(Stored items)
________

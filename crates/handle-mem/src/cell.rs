//! Owner-checked mutation of shared values.
//!
//! A `SharedCell<T>` is a shared handle around a `QCell<T>`. Reading or
//! writing the value requires borrowing a `CellOwner`, so the borrow checker
//! proves at compile time that at most one `&mut T` exists, without the
//! runtime panics of a `RefCell`.

use crate::policy::{CountPolicy, DefaultPolicy};
use crate::shared::SharedHandle;
use qcell::{QCell, QCellOwner};

/// Token that grants access to every cell created from it.
pub type CellOwner = QCellOwner;

/// Shared handle to a value guarded by a [`CellOwner`].
pub type SharedCell<T, P = DefaultPolicy> = SharedHandle<QCell<T>, P>;

impl<T, P: CountPolicy> SharedHandle<QCell<T>, P> {
    /// Allocate a shared cell tied to `owner`.
    ///
    /// # Example
    ///
    /// ```
    /// use handle_mem::{CellOwner, SharedCell};
    ///
    /// let mut owner = CellOwner::new();
    /// let a: SharedCell<Vec<i32>> = SharedCell::new_cell(&owner, vec![1]);
    /// let b = a.duplicate();
    ///
    /// b.rw(&mut owner).push(2);
    /// assert_eq!(a.ro(&owner), &vec![1, 2]);
    /// ```
    pub fn new_cell(owner: &CellOwner, value: T) -> Self {
        SharedHandle::acquire(owner.cell(value))
    }

    /// Read the value; any number of readers may hold `&owner` at once.
    #[inline]
    pub fn ro<'a>(&'a self, owner: &'a CellOwner) -> &'a T {
        owner.ro(self.get())
    }

    /// Write the value; `&mut owner` excludes every other reader and writer.
    #[inline]
    pub fn rw<'a>(&'a self, owner: &'a mut CellOwner) -> &'a mut T {
        owner.rw(self.get())
    }
}
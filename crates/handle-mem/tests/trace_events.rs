//! Trace events emitted on ownership and alternative changes.
//!
//! Runs in its own test binary so it can install a capturing logger.

#![allow(clippy::unwrap_used, clippy::expect_used, clippy::panic)]

use handle_mem::*;
use log::{Level, LevelFilter, Log, Metadata, Record};
use std::sync::Mutex;

struct Capture {
    lines: Mutex<Vec<String>>,
}

impl Log for Capture {
    fn enabled(&self, metadata: &Metadata) -> bool {
        metadata.level() <= Level::Trace
    }

    fn log(&self, record: &Record) {
        if record.level() == Level::Trace {
            self.lines.lock().unwrap().push(record.args().to_string());
        }
    }

    fn flush(&self) {}
}

static CAPTURE: Capture = Capture {
    lines: Mutex::new(Vec::new()),
};

tagged_union! {
    enum Reading: ReadingKind, ReadingVisitor {
        Label(String) => label,
        Value(i64) => value,
    }
}

fn captured() -> Vec<String> {
    std::mem::take(&mut *CAPTURE.lines.lock().unwrap())
}

// =============================================================================
// TRACE PATTERNS
// =============================================================================

mod trace_patterns {
    use super::*;

    /// Single test: the logger is process-global.
    #[test]
    fn release_and_switch_are_traced() {
        log::set_logger(&CAPTURE).unwrap();
        log::set_max_level(LevelFilter::Trace);

        let mut handle = Exclusive::acquire(5u32);
        captured();
        assert_eq!(handle.release(), Ok(5));
        assert!(captured().iter().any(|l| l == "exclusive handle released"));

        // An empty handle has nothing to release.
        assert!(handle.release().is_err());
        assert!(captured().is_empty());

        let mut reading = Reading::from(String::from("offset"));
        reading.assign(12i64);
        let lines = captured();
        assert!(lines
            .iter()
            .any(|l| l.starts_with("union switching") && l.ends_with("-> i64")));
        assert_eq!(reading.active_type(), ReadingKind::Value);

        let mut generic: Union2<i32, String> = Union2::First(1);
        generic.assign(String::from("x")).unwrap();
        assert!(captured().iter().any(|l| l.starts_with("union switching")));
    }
}
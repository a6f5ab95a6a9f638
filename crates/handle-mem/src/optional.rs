//! Value-or-absent wrapper with checked access.

use crate::error::{MemError, Result};
use std::ops::Add;

const ABSENT: &str = "<absent>";

/// Either a present `T` or nothing.
///
/// Unlike a bare pointer, reading an absent `Optional` through [`get`](Optional::get)
/// is a reported `TypeMismatch`, never a silent default.
///
/// # Example
///
/// ```
/// use handle_mem::Optional;
///
/// assert_eq!(Optional::present(17).get_or(0), 17);
/// assert_eq!(Optional::absent().get_or(0), 0);
/// assert!(Optional::<i32>::absent().get().is_err());
/// ```
#[derive(Debug, Clone, Copy, PartialEq, Eq, Hash)]
pub enum Optional<T> {
    Present(T),
    Absent,
}

impl<T> Optional<T> {
    #[inline]
    pub const fn present(value: T) -> Self {
        Optional::Present(value)
    }

    #[inline]
    pub const fn absent() -> Self {
        Optional::Absent
    }

    #[inline]
    pub fn is_present(&self) -> bool {
        matches!(self, Optional::Present(_))
    }

    #[inline]
    pub fn is_absent(&self) -> bool {
        !self.is_present()
    }

    /// Borrow the value, failing if absent.
    pub fn get(&self) -> Result<&T> {
        match self {
            Optional::Present(value) => Ok(value),
            Optional::Absent => Err(MemError::mismatch::<T>(ABSENT)),
        }
    }

    pub fn get_mut(&mut self) -> Result<&mut T> {
        match self {
            Optional::Present(value) => Ok(value),
            Optional::Absent => Err(MemError::mismatch::<T>(ABSENT)),
        }
    }

    /// The value, or `default` if absent.
    pub fn get_or(self, default: T) -> T {
        match self {
            Optional::Present(value) => value,
            Optional::Absent => default,
        }
    }

    /// Consume, returning the value or failing if absent.
    pub fn into_value(self) -> Result<T> {
        match self {
            Optional::Present(value) => Ok(value),
            Optional::Absent => Err(MemError::mismatch::<T>(ABSENT)),
        }
    }

    /// Move the value out, leaving `Absent`.
    pub fn take(&mut self) -> Optional<T> {
        std::mem::replace(self, Optional::Absent)
    }

    /// Store `value`, returning what was there before.
    pub fn replace(&mut self, value: T) -> Optional<T> {
        std::mem::replace(self, Optional::Present(value))
    }

    pub fn map<U>(self, f: impl FnOnce(T) -> U) -> Optional<U> {
        match self {
            Optional::Present(value) => Optional::Present(f(value)),
            Optional::Absent => Optional::Absent,
        }
    }

    pub fn as_ref(&self) -> Optional<&T> {
        match self {
            Optional::Present(value) => Optional::Present(value),
            Optional::Absent => Optional::Absent,
        }
    }
}

impl<T: Add<Output = T> + Default> Optional<T> {
    /// Sum the present values of `items`; absent ones count as nothing.
    ///
    /// ```
    /// use handle_mem::Optional;
    ///
    /// let total = Optional::sum_present([Optional::present(17), Optional::absent()]);
    /// assert_eq!(total, 17);
    /// ```
    pub fn sum_present(items: impl IntoIterator<Item = Optional<T>>) -> T {
        items
            .into_iter()
            .fold(T::default(), |acc, item| match item {
                Optional::Present(value) => acc + value,
                Optional::Absent => acc,
            })
    }
}

impl<T> Default for Optional<T> {
    fn default() -> Self {
        Optional::Absent
    }
}

impl<T> From<Option<T>> for Optional<T> {
    fn from(option: Option<T>) -> Self {
        match option {
            Some(value) => Optional::Present(value),
            None => Optional::Absent,
        }
    }
}

impl<T> From<Optional<T>> for Option<T> {
    fn from(optional: Optional<T>) -> Self {
        match optional {
            Optional::Present(value) => Some(value),
            Optional::Absent => None,
        }
    }
}

#[cfg(test)]
#[allow(clippy::unwrap_used, clippy::expect_used, clippy::panic)]
mod tests {
    use super::*;
    use crate::error::ErrorKind;

    #[test]
    fn test_present_round_trip() {
        let o = Optional::present(String::from("x"));
        assert!(o.is_present());
        assert_eq!(o.get().map(String::as_str), Ok("x"));
        assert_eq!(o.into_value().unwrap(), "x");
    }

    #[test]
    fn test_absent_get_is_mismatch() {
        let o: Optional<i32> = Optional::absent();
        let err = o.get().unwrap_err();
        assert_eq!(err.kind(), ErrorKind::TypeMismatch);
        assert_eq!(
            err,
            MemError::TypeMismatch {
                expected: "i32",
                found: "<absent>"
            }
        );
    }

    #[test]
    fn test_get_or() {
        assert_eq!(Optional::present(17).get_or(0), 17);
        assert_eq!(Optional::absent().get_or(0), 0);
    }

    #[test]
    fn test_take_and_replace() {
        let mut o = Optional::present(1);
        assert_eq!(o.replace(2), Optional::Present(1));
        assert_eq!(o.take(), Optional::Present(2));
        assert!(o.is_absent());
        assert!(o.get_mut().is_err());

        o.replace(5);
        *o.get_mut().unwrap() += 1;
        assert_eq!(o, Optional::Present(6));
    }

    #[test]
    fn test_option_conversion() {
        let o: Optional<u8> = Some(3).into();
        let back: Option<u8> = o.into();
        assert_eq!(back, Some(3));
        let none: Option<u8> = Optional::absent().into();
        assert_eq!(none, None);
    }

    #[test]
    fn test_sum_present() {
        assert_eq!(Optional::sum_present([Optional::present(17), Optional::present(19)]), 36);
        assert_eq!(Optional::sum_present([Optional::present(17), Optional::absent()]), 17);
        assert_eq!(Optional::<i32>::sum_present([Optional::absent(), Optional::absent()]), 0);
    }
}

________

**Task statement**:
Lines that contain "lock" should be pulled from the entries above and reported.

**Response to this exercise**:
            self.lines.lock().unwrap().push(record.args().to_string());
    std::mem::take(&mut *CAPTURE.lines.lock().unwrap())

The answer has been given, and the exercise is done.